By retrospective analysis of 88 patients from the British Society of Blood and Marrow
Transplantation registry, we investigated the effect of in vivo T-cell depletion in HLA-identical sibling reduced-intensity conditioning (RIC) allografts for adult AML by comparing patients who received
alemtuzumab with those without
alemtuzumab conditioning. Both groups were equivalent for age, sex, karyotype and disease status at transplant. With a median follow-up of 27 months (3-72 months) and 48 months (7-72 months), the 2- and 5-year overall survival, with or without
alemtuzumab, is 60 and 60% (P=0.80) and 61 and 53%, respectively (P=0.85). The 2-year non-relapse mortality is 12% with
alemtuzumab, and 17% without
alemtuzumab (P=0.49). The 2-year relapse rate
is 35% with
alemtuzumab compared with 19% without
alemtuzumab (P=0.28). Grades II-IV acute GVHD occurred in 22% (8/37) without
alemtuzumab compared with 14% (7/51) given
alemtuzumab (P=0.25).
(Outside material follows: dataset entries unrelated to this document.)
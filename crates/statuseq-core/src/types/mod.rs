//! # Core Type Definitions
//!
//! This module contains the core types shared by every stage of the engine:
//! - Status shapes (`StatusValue`, `StatusKind`)
//! - Canonical condition records (`Condition`, `ConditionStatus`)
//! - Error types (`StatusEqError`)
//!
//! ## Determinism Guarantees
//!
//! Retained condition attributes are held in a `BTreeMap` so that debug
//! output and comparisons never depend on insertion order.

use serde::{Deserialize, Serialize};
use std::collections::BTreeMap;
use std::fmt;
use thiserror::Error;

// =============================================================================
// STATUS SHAPES
// =============================================================================

/// The canonical status shape: a mapping from field name to JSON-like value.
///
/// Dynamic resources carry it directly; typed resources are serialized into
/// it at the boundary so that one comparator handles both.
pub type StatusValue = serde_json::Map<String, serde_json::Value>;

/// Where an extracted status came from.
///
/// Two statuses are only comparable when their kinds match.
#[derive(Debug, Clone, Copy, PartialEq, Eq, Hash, Serialize, Deserialize)]
#[serde(rename_all = "snake_case")]
pub enum StatusKind {
    /// Status mapping taken from a dynamic (untyped) document.
    Mapping,
    /// Status record taken from a typed resource and flattened to a mapping.
    Record,
    /// A dynamic document whose status key holds something other than a mapping.
    Opaque,
}

impl StatusKind {
    /// Human-readable name used in diagnostics.
    #[must_use]
    pub const fn name(self) -> &'static str {
        match self {
            Self::Mapping => "mapping",
            Self::Record => "record",
            Self::Opaque => "opaque",
        }
    }
}

impl fmt::Display for StatusKind {
    fn fmt(&self, f: &mut fmt::Formatter<'_>) -> fmt::Result {
        f.write_str(self.name())
    }
}

// =============================================================================
// CONDITIONS
// =============================================================================

/// Value of a condition.
///
/// The orchestration API defines the `True`/`False`/`Unknown` domain, but
/// the field is a plain string on the wire. Anything else is carried
/// verbatim in `Other` and compared by exact text, so a missing status and
/// an empty one are the same value.
#[derive(Debug, Clone, PartialEq, Eq, PartialOrd, Ord, Hash, Serialize, Deserialize)]
#[serde(from = "String", into = "String")]
pub enum ConditionStatus {
    True,
    False,
    Unknown,
    Other(String),
}

impl ConditionStatus {
    /// Read the wire representation. Never fails.
    #[must_use]
    pub fn parse(raw: &str) -> Self {
        match raw {
            "True" => Self::True,
            "False" => Self::False,
            "Unknown" => Self::Unknown,
            other => Self::Other(other.to_string()),
        }
    }

    /// The wire representation.
    #[must_use]
    pub fn as_str(&self) -> &str {
        match self {
            Self::True => "True",
            Self::False => "False",
            Self::Unknown => "Unknown",
            Self::Other(raw) => raw,
        }
    }

    /// Whether the value lies in the conventional tri-state domain.
    #[must_use]
    pub const fn is_conventional(&self) -> bool {
        !matches!(self, Self::Other(_))
    }
}

impl From<String> for ConditionStatus {
    fn from(raw: String) -> Self {
        Self::parse(&raw)
    }
}

impl From<ConditionStatus> for String {
    fn from(status: ConditionStatus) -> Self {
        match status {
            ConditionStatus::Other(raw) => raw,
            conventional => conventional.as_str().to_string(),
        }
    }
}

impl fmt::Display for ConditionStatus {
    fn fmt(&self, f: &mut fmt::Formatter<'_>) -> fmt::Result {
        f.write_str(self.as_str())
    }
}

/// A condition reduced to the attributes that matter for equality.
///
/// Timestamps, reason and message are dropped during normalization.
/// `retained` holds any extra attributes the caller explicitly asked to
/// compare; it is empty under the default options.
#[derive(Debug, Clone, PartialEq, Serialize, Deserialize)]
pub struct Condition {
    /// Logical identity of the condition, unique within one list.
    #[serde(rename = "type")]
    pub condition_type: String,
    /// Current value of the condition.
    pub status: ConditionStatus,
    /// Generation the condition was computed for, when reported.
    #[serde(
        rename = "observedGeneration",
        default,
        skip_serializing_if = "Option::is_none"
    )]
    pub observed_generation: Option<i64>,
    /// Extra attributes kept for comparison by configuration.
    #[serde(default, skip_serializing_if = "BTreeMap::is_empty")]
    pub retained: BTreeMap<String, serde_json::Value>,
}

impl Condition {
    /// Create a condition with no observed generation.
    #[must_use]
    pub fn new(condition_type: impl Into<String>, status: ConditionStatus) -> Self {
        Self {
            condition_type: condition_type.into(),
            status,
            observed_generation: None,
            retained: BTreeMap::new(),
        }
    }

    /// Builder: set the observed generation.
    #[must_use]
    pub fn with_generation(mut self, generation: i64) -> Self {
        self.observed_generation = Some(generation);
        self
    }

    /// Builder: retain an extra attribute for comparison.
    #[must_use]
    pub fn with_retained(mut self, key: impl Into<String>, value: serde_json::Value) -> Self {
        self.retained.insert(key.into(), value);
        self
    }

    /// Whether two conditions with the same identity carry the same value.
    #[must_use]
    pub fn same_value(&self, other: &Self) -> bool {
        self.status == other.status
            && self.observed_generation == other.observed_generation
            && self.retained == other.retained
    }
}

// =============================================================================
// ERROR TYPES
// =============================================================================

/// Errors that can occur in statuseq.
///
/// Only `UnsupportedResourceKind` ever escapes a comparison. Decode and diff
/// failures are absorbed by the comparator and turn into a "not equal"
/// verdict or a missing diagnostic respectively.
#[derive(Debug, Error)]
pub enum StatusEqError {
    /// The input is neither a dynamic document nor a typed record with a
    /// mapping-shaped status.
    #[error("Unsupported resource kind: {0}")]
    UnsupportedResourceKind(String),

    /// A conditions collection could not be normalized.
    #[error("Condition decode error: {0}")]
    ConditionDecode(String),

    /// The diagnostic diff could not be rendered.
    #[error("Diff render error: {0}")]
    DiffRender(String),

    /// A configuration value is invalid or the configuration could not be read.
    #[error("Configuration error: {0}")]
    Config(String),

    /// A serialization or deserialization error occurred.
    #[error("Serialization error: {0}")]
    SerializationError(String),

    /// An I/O error occurred.
    #[error("I/O error: {0}")]
    IoError(String),
}

// =============================================================================
// TESTS
// =============================================================================

#[cfg(test)]
mod tests {
    use super::*;

    #[test]
    fn condition_status_round_trips_wire_names() {
        for status in [
            ConditionStatus::True,
            ConditionStatus::False,
            ConditionStatus::Unknown,
        ] {
            assert!(status.is_conventional());
            assert_eq!(ConditionStatus::parse(status.as_str()), status);
        }
    }

    #[test]
    fn unconventional_status_is_kept_verbatim() {
        let lower = ConditionStatus::parse("true");
        assert_eq!(lower, ConditionStatus::Other("true".to_string()));
        assert!(!lower.is_conventional());
        assert_ne!(lower, ConditionStatus::True);
        assert_eq!(lower.as_str(), "true");
        assert_eq!(ConditionStatus::parse(""), ConditionStatus::Other(String::new()));
    }

    #[test]
    fn condition_status_serializes_as_plain_string() {
        let json = serde_json::to_value(ConditionStatus::parse("Degraded")).expect("serialize");
        assert_eq!(json, serde_json::json!("Degraded"));
        let back: ConditionStatus = serde_json::from_value(json).expect("deserialize");
        assert_eq!(back, ConditionStatus::Other("Degraded".to_string()));
    }

    #[test]
    fn same_value_ignores_identity() {
        let a = Condition::new("Available", ConditionStatus::True).with_generation(2);
        let b = Condition::new("Progressing", ConditionStatus::True).with_generation(2);
        assert!(a.same_value(&b));
    }

    #[test]
    fn same_value_sees_generation_and_retained() {
        let base = Condition::new("Available", ConditionStatus::True);
        assert!(!base.same_value(&base.clone().with_generation(1)));
        assert!(!base.same_value(
            &base
                .clone()
                .with_retained("reason", serde_json::json!("MinimumReplicasAvailable"))
        ));
    }

    #[test]
    fn condition_serializes_with_wire_names() {
        let condition = Condition::new("Ready", ConditionStatus::Unknown).with_generation(7);
        let json = serde_json::to_value(&condition).expect("serialize");
        assert_eq!(
            json,
            serde_json::json!({"type": "Ready", "status": "Unknown", "observedGeneration": 7})
        );
    }

    #[test]
    fn status_kind_display() {
        assert_eq!(StatusKind::Record.to_string(), "record");
        assert_eq!(StatusKind::Opaque.name(), "opaque");
    }
}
Extensive chronic GVHD occurred in 47% (14/30) not given
alemtuzumab compared with 4% (2/45) who were given
alemtuzumab (P=0.001). Among evaluable patients, the risk of
infections was higher in those treated with
alemtuzumab compared with those not treated with
alemtuzumab (79 vs 57%, respectively, P=0.02). In conclusion,
alemtuzumab has a beneficial effect by reducing chronic GVHD without affecting overall survival. Further studies are warranted before
alemtuzumab can be recommended as standard in RIC allografts for AML.